Saved entries
★ ★ ★ ★ ★
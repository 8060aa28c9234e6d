//! The user-facing pipe and its engine state.
//!
//! A pipe is one established connection between two transport addresses.
//! Sends are segmented into data frames and handed to the overlay
//! synchronously; receives park a single waiter on the pipe until the
//! reassembler completes a message. Closing (or dropping) a pipe fails
//! the pending read, tells the peer best-effort, and removes the pipe
//! from every node index.

use crate::addr::{Address, NetworkId, NodeId};
use crate::error::Error;
use crate::message::Message;
use crate::node::{now_ms, NodeShared};
use crate::reassembly::Reassembly;
use std::sync::Arc;
use tokio::sync::oneshot;

/// Keepalive configuration, per pipe. A zero interval disables pings.
#[derive(Debug, Clone, Copy)]
pub(crate) struct PingCfg {
    pub interval_ms: u64,
    pub max_misses: u32,
}

#[derive(Debug)]
pub(crate) struct ReadWaiter {
    pub id: u64,
    pub tx: oneshot::Sender<Result<Message, Error>>,
}

#[derive(Debug)]
pub(crate) struct PipeState {
    pub nwid: NetworkId,
    pub laddr: Address,
    pub raddr: Address,
    pub sp_proto: u16,
    pub peer_proto: u16,
    pub peer_mtu: u32,
    pub recv_max: u32,
    /// The next outgoing message id; wraps past zero, which is reserved.
    pub next_msg_id: u16,
    pub pending_read: Option<ReadWaiter>,
    pub reassembly: Reassembly,
    pub ping: PingCfg,
    pub pings_outstanding: u32,
    pub next_ping_ms: u64,
}

impl PipeState {
    #[allow(clippy::too_many_arguments)]
    pub fn new(
        nwid: NetworkId,
        laddr: Address,
        raddr: Address,
        sp_proto: u16,
        peer_proto: u16,
        peer_mtu: u32,
        recv_max: u32,
        ping: PingCfg,
        now_ms: u64,
    ) -> Self {
        Self {
            nwid,
            laddr,
            raddr,
            sp_proto,
            peer_proto,
            peer_mtu,
            recv_max,
            next_msg_id: 1,
            pending_read: None,
            reassembly: Reassembly::new(),
            ping,
            pings_outstanding: 0,
            next_ping_ms: now_ms.saturating_add(ping.interval_ms),
        }
    }

    /// Takes the next message id, skipping zero on wraparound.
    pub fn take_msg_id(&mut self) -> u16 {
        let id = self.next_msg_id;
        self.next_msg_id = if id == u16::MAX { 1 } else { id + 1 };
        id
    }

    /// Notes that the peer showed signs of life.
    pub fn mark_alive(&mut self, now_ms: u64) {
        self.pings_outstanding = 0;
        self.next_ping_ms = now_ms.saturating_add(self.ping.interval_ms);
    }
}

/// One end of an established connection.
///
/// Messages are atomic: a send of N bytes is received as exactly one
/// N-byte message or not at all, with no ordering guarantee between
/// messages. Dropping the pipe closes it.
pub struct Pipe {
    node: Arc<NodeShared>,
    laddr: Address,
    nwid: NetworkId,
    raddr: Address,
    sp_proto: u16,
    peer_proto: u16,
    peer_mtu: u32,
}

impl std::fmt::Debug for Pipe {
    fn fmt(&self, f: &mut std::fmt::Formatter<'_>) -> std::fmt::Result {
        f.debug_struct("Pipe")
            .field("laddr", &self.laddr)
            .field("raddr", &self.raddr)
            .finish()
    }
}

impl Pipe {
    /// Builds the user handle for an established pipe, caching the facts
    /// that must survive close.
    pub(crate) fn attach(node: Arc<NodeShared>, laddr: Address) -> Result<Pipe, Error> {
        let core = node.core.lock().expect("node lock");
        let state = core.pipes.get(&laddr).ok_or(Error::Closed)?;
        let (laddr, nwid, raddr, sp_proto, peer_proto, peer_mtu) = (
            state.laddr,
            state.nwid,
            state.raddr,
            state.sp_proto,
            state.peer_proto,
            state.peer_mtu,
        );
        drop(core);
        // The keepalive schedule changed; let the worker recompute it.
        node.poke_background();
        Ok(Pipe {
            node,
            laddr,
            nwid,
            raddr,
            sp_proto,
            peer_proto,
            peer_mtu,
        })
    }

    /// Sends one message to the peer, best-effort.
    ///
    /// The message is segmented to the peer's MTU and handed to the
    /// overlay before this returns; delivery is not acknowledged. Fails
    /// with [`Error::MsgSize`] if the message cannot be expressed in the
    /// fragment count the wire format allows, and [`Error::Closed`] once
    /// the pipe is closed.
    pub async fn send(&self, message: impl Into<Message>) -> Result<(), Error> {
        let message = message.into();
        let now = now_ms();
        let mut core = self.node.core.lock().expect("node lock");
        let result = core.pipe_send(now, self.laddr, message);
        core.drain(now);
        result
    }

    /// Receives the next complete message.
    ///
    /// At most one receive may wait at a time; a second concurrent call
    /// fails with [`Error::Busy`]. Dropping the returned future
    /// relinquishes the pending-read slot.
    pub async fn recv(&self) -> Result<Message, Error> {
        let (id, mut rx) = {
            let mut core = self.node.core.lock().expect("node lock");
            let id = core.next_op_id();
            let state = core.pipes.get_mut(&self.laddr).ok_or(Error::Closed)?;
            if let Some(message) = state.reassembly.take_ready() {
                return Ok(message);
            }
            if state.pending_read.is_some() {
                return Err(Error::Busy);
            }
            let (tx, rx) = oneshot::channel();
            state.pending_read = Some(ReadWaiter { id, tx });
            (id, rx)
        };
        let mut guard = RecvGuard {
            node: Arc::clone(&self.node),
            laddr: self.laddr,
            id,
            armed: true,
        };
        let received = (&mut rx).await;
        guard.armed = false;
        match received {
            Ok(result) => result,
            Err(_) => Err(Error::Closed),
        }
    }

    /// Closes the pipe: the pending read (if any) fails with
    /// [`Error::Closed`], the peer is told best-effort, and the pipe
    /// leaves the node's indexes. Idempotent.
    pub fn close(&self) {
        let now = now_ms();
        let mut core = self.node.core.lock().expect("node lock");
        core.close_pipe(now, self.laddr, Error::Closed, true);
        core.drain(now);
    }

    pub fn local_addr(&self) -> Address {
        self.laddr
    }

    pub fn remote_addr(&self) -> Address {
        self.raddr
    }

    pub fn network_id(&self) -> NetworkId {
        self.nwid
    }

    pub fn node_id(&self) -> NodeId {
        self.laddr.node()
    }

    pub fn sp_protocol(&self) -> u16 {
        self.sp_proto
    }

    pub fn peer_sp_protocol(&self) -> u16 {
        self.peer_proto
    }

    /// Largest virtual frame the peer's network carries; fragment sizing
    /// is derived from this.
    pub fn peer_mtu(&self) -> u32 {
        self.peer_mtu
    }
}

impl Drop for Pipe {
    fn drop(&mut self) {
        self.close();
    }
}

/// Clears the pending-read slot if its receive future is dropped before
/// completing.
struct RecvGuard {
    node: Arc<NodeShared>,
    laddr: Address,
    id: u64,
    armed: bool,
}

impl Drop for RecvGuard {
    fn drop(&mut self) {
        if !self.armed {
            return;
        }
        let mut core = self.node.core.lock().expect("node lock");
        if let Some(state) = core.pipes.get_mut(&self.laddr) {
            if state
                .pending_read
                .as_ref()
                .map(|w| w.id == self.id)
                .unwrap_or(false)
            {
                state.pending_read = None;
            }
        }
    }
}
★ ★ ★ ★ ★
## Directions:
Transcribe all entries exactly as they are given.

## Response box:
repository 8060aa28c9234e6d
//! The user-facing pipe and its engine state.
//!
//! A pipe is one established connection between two transport addresses.
//! Sends are segmented into data frames and handed to the overlay
//! synchronously; receives park a single waiter on the pipe until the
//! reassembler completes a message. Closing (or dropping) a pipe fails
//! the pending read, tells the peer best-effort, and removes the pipe
//! from every node index.

use crate::addr::{Address, NetworkId, NodeId};
use crate::error::Error;
use crate::message::Message;
use crate::node::{now_ms, NodeShared};
use crate::reassembly::Reassembly;
use std::sync::Arc;
use tokio::sync::oneshot;

/// Keepalive configuration, per pipe. A zero interval disables pings.
#[derive(Debug, Clone, Copy)]
pub(crate) struct PingCfg {
    pub interval_ms: u64,
    pub max_misses: u32,
}

#[derive(Debug)]
pub(crate) struct ReadWaiter {
    pub id: u64,
    pub tx: oneshot::Sender<Result<Message, Error>>,
}

#[derive(Debug)]
pub(crate) struct PipeState {
    pub nwid: NetworkId,
    pub laddr: Address,
    pub raddr: Address,
    pub sp_proto: u16,
    pub peer_proto: u16,
    pub peer_mtu: u32,
    pub recv_max: u32,
    /// The next outgoing message id; wraps past zero, which is reserved.
    pub next_msg_id: u16,
    pub pending_read: Option<ReadWaiter>,
    pub reassembly: Reassembly,
    pub ping: PingCfg,
    pub pings_outstanding: u32,
    pub next_ping_ms: u64,
}

impl PipeState {
    #[allow(clippy::too_many_arguments)]
    pub fn new(
        nwid: NetworkId,
        laddr: Address,
        raddr: Address,
        sp_proto: u16,
        peer_proto: u16,
        peer_mtu: u32,
        recv_max: u32,
        ping: PingCfg,
        now_ms: u64,
    ) -> Self {
        Self {
            nwid,
            laddr,
            raddr,
            sp_proto,
            peer_proto,
            peer_mtu,
            recv_max,
            next_msg_id: 1,
            pending_read: None,
            reassembly: Reassembly::new(),
            ping,
            pings_outstanding: 0,
            next_ping_ms: now_ms.saturating_add(ping.interval_ms),
        }
    }

    /// Takes the next message id, skipping zero on wraparound.
    pub fn take_msg_id(&mut self) -> u16 {
        let id = self.next_msg_id;
        self.next_msg_id = if id == u16::MAX { 1 } else { id + 1 };
        id
    }

    /// Notes that the peer showed signs of life.
    pub fn mark_alive(&mut self, now_ms: u64) {
        self.pings_outstanding = 0;
        self.next_ping_ms = now_ms.saturating_add(self.ping.interval_ms);
    }
}

/// One end of an established connection.
///
/// Messages are atomic: a send of N bytes is received as exactly one
/// N-byte message or not at all, with no ordering guarantee between
/// messages. Dropping the pipe closes it.
pub struct Pipe {
    node: Arc<NodeShared>,
    laddr: Address,
    nwid: NetworkId,
    raddr: Address,
    sp_proto: u16,
    peer_proto: u16,
    peer_mtu: u32,
}

impl std::fmt::Debug for Pipe {
    fn fmt(&self, f: &mut std::fmt::Formatter<'_>) -> std::fmt::Result {
        f.debug_struct("Pipe")
            .field("laddr", &self.laddr)
            .field("raddr", &self.raddr)
            .finish()
    }
}

impl Pipe {
    /// Builds the user handle for an established pipe, caching the facts
    /// that must survive close.
    pub(crate) fn attach(node: Arc<NodeShared>, laddr: Address) -> Result<Pipe, Error> {
        let core = node.core.lock().expect("node lock");
        let state = core.pipes.get(&laddr).ok_or(Error::Closed)?;
        let (laddr, nwid, raddr, sp_proto, peer_proto, peer_mtu) = (
            state.laddr,
            state.nwid,
            state.raddr,
            state.sp_proto,
            state.peer_proto,
            state.peer_mtu,
        );
        drop(core);
        // The keepalive schedule changed; let the worker recompute it.
        node.poke_background();
        Ok(Pipe {
            node,
            laddr,
            nwid,
            raddr,
            sp_proto,
            peer_proto,
            peer_mtu,
        })
    }

    /// Sends one message to the peer, best-effort.
    ///
    /// The message is segmented to the peer's MTU and handed to the
    /// overlay before this returns; delivery is not acknowledged. Fails
    /// with [`Error::MsgSize`] if the message cannot be expressed in the
    /// fragment count the wire format allows, and [`Error::Closed`] once
    /// the pipe is closed.
    pub async fn send(&self, message: impl Into<Message>) -> Result<(), Error> {
        let message = message.into();
        let now = now_ms();
        let mut core = self.node.core.lock().expect("node lock");
        let result = core.pipe_send(now, self.laddr, message);
        core.drain(now);
        result
    }

    /// Receives the next complete message.
    ///
    /// At most one receive may wait at a time; a second concurrent call
    /// fails with [`Error::Busy`]. Dropping the returned future
    /// relinquishes the pending-read slot.
    pub async fn recv(&self) -> Result<Message, Error> {
        let (id, mut rx) = {
            let mut core = self.node.core.lock().expect("node lock");
            let id = core.next_op_id();
            let state = core.pipes.get_mut(&self.laddr).ok_or(Error::Closed)?;
            if let Some(message) = state.reassembly.take_ready() {
                return Ok(message);
            }
            if state.pending_read.is_some() {
                return Err(Error::Busy);
            }
            let (tx, rx) = oneshot::channel();
            state.pending_read = Some(ReadWaiter { id, tx });
            (id, rx)
        };
        let mut guard = RecvGuard {
            node: Arc::clone(&self.node),
            laddr: self.laddr,
            id,
            armed: true,
        };
        let received = (&mut rx).await;
        guard.armed = false;
        match received {
            Ok(result) => result,
            Err(_) => Err(Error::Closed),
        }
    }

    /// Closes the pipe: the pending read (if any) fails with
    /// [`Error::Closed`], the peer is told best-effort, and the pipe
    /// leaves the node's indexes. Idempotent.
    pub fn close(&self) {
        let now = now_ms();
        let mut core = self.node.core.lock().expect("node lock");
        core.close_pipe(now, self.laddr, Error::Closed, true);
        core.drain(now);
    }

    pub fn local_addr(&self) -> Address {
        self.laddr
    }

    pub fn remote_addr(&self) -> Address {
        self.raddr
    }

    pub fn network_id(&self) -> NetworkId {
        self.nwid
    }

    pub fn node_id(&self) -> NodeId {
        self.laddr.node()
    }

    pub fn sp_protocol(&self) -> u16 {
        self.sp_proto
    }

    pub fn peer_sp_protocol(&self) -> u16 {
        self.peer_proto
    }

    /// Largest virtual frame the peer's network carries; fragment sizing
    /// is derived from this.
    pub fn peer_mtu(&self) -> u32 {
        self.peer_mtu
    }
}

impl Drop for Pipe {
    fn drop(&mut self) {
        self.close();
    }
}

/// Clears the pending-read slot if its receive future is dropped before
/// completing.
struct RecvGuard {
    node: Arc<NodeShared>,
    laddr: Address,
    id: u64,
    armed: bool,
}

impl Drop for RecvGuard {
    fn drop(&mut self) {
        if !self.armed {
            return;
        }
        let mut core = self.node.core.lock().expect("node lock");
        if let Some(state) = core.pipes.get_mut(&self.laddr) {
            if state
                .pending_read
                .as_ref()
                .map(|w| w.id == self.id)
                .unwrap_or(false)
            {
                state.pending_read = None;
            }
        }
    }
}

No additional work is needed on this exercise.